> _PROBLEM_:
In the data below, the answer is the run of lines from the line containing "Err(err) => warn!(error" through the line containing "Ok(false) => debug!(room_id", both included; print it exactly and nothing else.
*-*-*
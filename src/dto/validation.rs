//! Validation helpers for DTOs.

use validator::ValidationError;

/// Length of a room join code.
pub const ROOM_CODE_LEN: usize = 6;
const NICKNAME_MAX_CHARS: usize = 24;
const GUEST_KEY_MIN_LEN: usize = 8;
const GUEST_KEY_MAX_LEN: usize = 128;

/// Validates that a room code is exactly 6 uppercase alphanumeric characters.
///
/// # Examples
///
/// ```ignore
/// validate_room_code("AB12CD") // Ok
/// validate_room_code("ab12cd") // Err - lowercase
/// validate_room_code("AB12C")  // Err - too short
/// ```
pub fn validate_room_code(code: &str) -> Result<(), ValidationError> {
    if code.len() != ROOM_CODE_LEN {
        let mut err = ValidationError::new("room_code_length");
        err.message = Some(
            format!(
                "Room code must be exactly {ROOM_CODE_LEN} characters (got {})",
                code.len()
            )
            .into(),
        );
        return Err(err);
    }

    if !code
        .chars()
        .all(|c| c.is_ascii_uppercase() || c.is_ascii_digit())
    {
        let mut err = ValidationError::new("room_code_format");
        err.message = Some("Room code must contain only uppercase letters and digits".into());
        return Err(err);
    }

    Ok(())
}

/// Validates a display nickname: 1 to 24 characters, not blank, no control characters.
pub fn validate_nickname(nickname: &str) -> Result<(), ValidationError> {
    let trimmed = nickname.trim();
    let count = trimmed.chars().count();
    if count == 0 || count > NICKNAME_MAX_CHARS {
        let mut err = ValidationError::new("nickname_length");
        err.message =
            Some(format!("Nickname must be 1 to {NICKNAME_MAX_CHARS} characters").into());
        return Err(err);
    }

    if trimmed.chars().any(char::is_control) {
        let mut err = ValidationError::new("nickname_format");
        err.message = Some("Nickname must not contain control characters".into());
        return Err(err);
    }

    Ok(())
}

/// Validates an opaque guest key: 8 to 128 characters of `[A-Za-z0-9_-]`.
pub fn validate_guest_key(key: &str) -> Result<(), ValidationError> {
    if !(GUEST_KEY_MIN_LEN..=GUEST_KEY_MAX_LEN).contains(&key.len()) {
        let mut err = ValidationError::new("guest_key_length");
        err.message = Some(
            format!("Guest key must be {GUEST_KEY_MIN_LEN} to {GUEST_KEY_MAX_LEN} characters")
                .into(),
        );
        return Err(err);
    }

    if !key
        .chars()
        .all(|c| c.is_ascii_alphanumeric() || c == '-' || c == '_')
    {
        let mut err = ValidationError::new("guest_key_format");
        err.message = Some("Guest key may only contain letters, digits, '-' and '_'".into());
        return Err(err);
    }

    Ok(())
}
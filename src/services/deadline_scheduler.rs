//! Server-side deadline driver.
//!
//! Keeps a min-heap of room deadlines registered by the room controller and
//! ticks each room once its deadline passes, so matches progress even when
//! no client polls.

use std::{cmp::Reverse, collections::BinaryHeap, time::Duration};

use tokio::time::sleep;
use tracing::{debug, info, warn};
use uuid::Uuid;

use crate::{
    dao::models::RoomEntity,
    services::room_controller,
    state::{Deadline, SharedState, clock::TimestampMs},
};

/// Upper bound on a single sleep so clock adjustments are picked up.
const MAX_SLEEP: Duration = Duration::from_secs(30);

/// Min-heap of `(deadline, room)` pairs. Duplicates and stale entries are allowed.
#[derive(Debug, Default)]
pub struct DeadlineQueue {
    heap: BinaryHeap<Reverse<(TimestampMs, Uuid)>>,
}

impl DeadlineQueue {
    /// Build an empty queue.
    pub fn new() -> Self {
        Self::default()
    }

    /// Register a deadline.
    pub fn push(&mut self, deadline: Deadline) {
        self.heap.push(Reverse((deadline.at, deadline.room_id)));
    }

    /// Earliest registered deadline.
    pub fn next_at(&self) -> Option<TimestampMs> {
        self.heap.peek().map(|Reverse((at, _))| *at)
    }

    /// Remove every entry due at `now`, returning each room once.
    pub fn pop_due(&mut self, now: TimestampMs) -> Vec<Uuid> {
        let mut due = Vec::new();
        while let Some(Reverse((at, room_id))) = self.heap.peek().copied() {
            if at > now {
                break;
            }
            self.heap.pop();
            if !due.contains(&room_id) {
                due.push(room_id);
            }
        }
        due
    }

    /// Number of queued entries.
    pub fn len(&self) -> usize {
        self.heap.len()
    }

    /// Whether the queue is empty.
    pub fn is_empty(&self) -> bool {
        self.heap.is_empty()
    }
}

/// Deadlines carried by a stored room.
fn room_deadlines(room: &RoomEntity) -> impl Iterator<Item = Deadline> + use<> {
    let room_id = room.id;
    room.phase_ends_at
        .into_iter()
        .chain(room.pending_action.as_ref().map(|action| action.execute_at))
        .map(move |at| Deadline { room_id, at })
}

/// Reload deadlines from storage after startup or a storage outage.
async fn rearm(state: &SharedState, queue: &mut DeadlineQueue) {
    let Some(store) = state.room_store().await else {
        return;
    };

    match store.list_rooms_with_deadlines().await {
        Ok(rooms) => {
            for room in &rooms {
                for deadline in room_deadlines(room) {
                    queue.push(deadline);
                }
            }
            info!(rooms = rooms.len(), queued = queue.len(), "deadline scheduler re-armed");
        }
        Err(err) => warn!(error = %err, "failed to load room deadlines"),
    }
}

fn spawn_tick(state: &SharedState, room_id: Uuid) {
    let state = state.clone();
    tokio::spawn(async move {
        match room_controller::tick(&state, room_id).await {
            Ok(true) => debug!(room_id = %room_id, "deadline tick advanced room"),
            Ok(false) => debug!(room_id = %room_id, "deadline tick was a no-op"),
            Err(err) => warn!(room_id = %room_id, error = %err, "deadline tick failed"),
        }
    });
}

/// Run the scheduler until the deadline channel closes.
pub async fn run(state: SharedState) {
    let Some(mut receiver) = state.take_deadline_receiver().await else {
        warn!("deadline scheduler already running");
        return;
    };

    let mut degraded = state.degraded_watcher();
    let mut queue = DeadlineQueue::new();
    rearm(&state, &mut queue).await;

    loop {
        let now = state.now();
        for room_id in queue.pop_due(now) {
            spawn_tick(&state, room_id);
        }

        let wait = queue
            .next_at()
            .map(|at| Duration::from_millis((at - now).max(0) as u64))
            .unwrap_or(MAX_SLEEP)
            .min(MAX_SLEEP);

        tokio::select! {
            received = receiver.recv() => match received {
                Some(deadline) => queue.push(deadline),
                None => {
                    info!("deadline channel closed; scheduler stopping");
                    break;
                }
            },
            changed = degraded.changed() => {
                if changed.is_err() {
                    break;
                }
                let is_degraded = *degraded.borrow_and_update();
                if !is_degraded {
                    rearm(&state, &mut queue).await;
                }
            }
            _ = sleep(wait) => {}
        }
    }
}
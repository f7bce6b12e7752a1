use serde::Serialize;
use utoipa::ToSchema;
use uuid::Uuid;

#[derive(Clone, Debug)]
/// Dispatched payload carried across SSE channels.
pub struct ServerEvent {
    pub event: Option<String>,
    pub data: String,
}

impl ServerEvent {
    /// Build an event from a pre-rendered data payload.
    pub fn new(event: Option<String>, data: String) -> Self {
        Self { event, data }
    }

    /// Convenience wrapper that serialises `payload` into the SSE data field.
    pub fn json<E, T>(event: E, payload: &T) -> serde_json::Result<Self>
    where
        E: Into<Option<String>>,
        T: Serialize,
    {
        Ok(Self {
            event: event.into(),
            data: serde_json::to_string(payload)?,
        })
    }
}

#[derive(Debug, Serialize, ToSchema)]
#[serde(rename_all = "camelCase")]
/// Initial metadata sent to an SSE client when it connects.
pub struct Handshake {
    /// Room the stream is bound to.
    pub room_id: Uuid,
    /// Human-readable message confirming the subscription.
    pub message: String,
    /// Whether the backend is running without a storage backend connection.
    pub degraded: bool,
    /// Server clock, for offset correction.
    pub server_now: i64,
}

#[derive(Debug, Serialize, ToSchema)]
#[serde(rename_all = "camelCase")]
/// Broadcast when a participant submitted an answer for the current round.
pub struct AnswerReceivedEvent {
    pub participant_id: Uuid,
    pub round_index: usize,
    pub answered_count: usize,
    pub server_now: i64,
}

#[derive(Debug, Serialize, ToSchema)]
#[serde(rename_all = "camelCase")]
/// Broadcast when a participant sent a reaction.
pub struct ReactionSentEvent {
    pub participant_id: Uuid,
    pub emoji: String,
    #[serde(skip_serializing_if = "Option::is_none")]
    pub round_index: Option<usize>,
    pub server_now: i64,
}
*-*-*
> _ANSWER FOR THE TASK_:
        Err(err) => warn!(error = %err, "failed to load room deadlines"),
    }
}

fn spawn_tick(state: &SharedState, room_id: Uuid) {
    let state = state.clone();
    tokio::spawn(async move {
        match room_controller::tick(&state, room_id).await {
            Ok(true) => debug!(room_id = %room_id, "deadline tick advanced room"),
            Ok(false) => debug!(room_id = %room_id, "deadline tick was a no-op"),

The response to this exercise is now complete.